PROBLEM DESCRIPTION:
Each entry should be written out again exactly, so that nothing is lost.

Segment Open

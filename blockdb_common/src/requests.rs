use serde::{Deserialize, Serialize};
use serde_json::Value;

/// Query string of `GET /get_value`
#[derive(Debug, Deserialize, Serialize)]
pub struct GetValueRequest {
    #[serde(rename = "ref")]
    pub reference: String,
}

impl GetValueRequest {
    pub fn new(reference: impl Into<String>) -> Self {
        Self {
            reference: reference.into(),
        }
    }
}

/// **The `{code, result}` envelope wrapped around read responses**
#[derive(Debug, Deserialize, Serialize)]
pub struct ValueResponse {
    #[serde(default)]
    pub code: Option<i64>,
    #[serde(default)]
    pub result: Value,
}

/// Ref of the map holding every account, keyed by public key.
pub const ALL_ACCOUNTS_REF: &str = "/account";

/// Ref of a single account's balance.
pub fn balance_ref(address: &str) -> String {
    format!("{ALL_ACCOUNTS_REF}/{address}/balance")
}

/// **Reads a balance out of a `result` value**
///
/// The service may report it as a JSON integer or as a numeric string.
pub fn balance_from_value(value: &Value) -> Option<u64> {
    match value {
        Value::Number(n) => n.as_u64(),
        Value::String(s) => s.trim().parse().ok(),
        _ => None,
    }
}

Segment Closed

SOLVED EXERCISE:
filename blockdb_common/src/requests.rs
use serde::{Deserialize, Serialize};
use serde_json::Value;

/// Query string of `GET /get_value`
#[derive(Debug, Deserialize, Serialize)]
pub struct GetValueRequest {
    #[serde(rename = "ref")]
    pub reference: String,
}

impl GetValueRequest {
    pub fn new(reference: impl Into<String>) -> Self {
        Self {
            reference: reference.into(),
        }
    }
}

/// **The `{code, result}` envelope wrapped around read responses**
#[derive(Debug, Deserialize, Serialize)]
pub struct ValueResponse {
    #[serde(default)]
    pub code: Option<i64>,
    #[serde(default)]
    pub result: Value,
}

/// Ref of the map holding every account, keyed by public key.
pub const ALL_ACCOUNTS_REF: &str = "/account";

/// Ref of a single account's balance.
pub fn balance_ref(address: &str) -> String {
    format!("{ALL_ACCOUNTS_REF}/{address}/balance")
}

/// **Reads a balance out of a `result` value**
///
/// The service may report it as a JSON integer or as a numeric string.
pub fn balance_from_value(value: &Value) -> Option<u64> {
    match value {
        Value::Number(n) => n.as_u64(),
        Value::String(s) => s.trim().parse().ok(),
        _ => None,
    }
}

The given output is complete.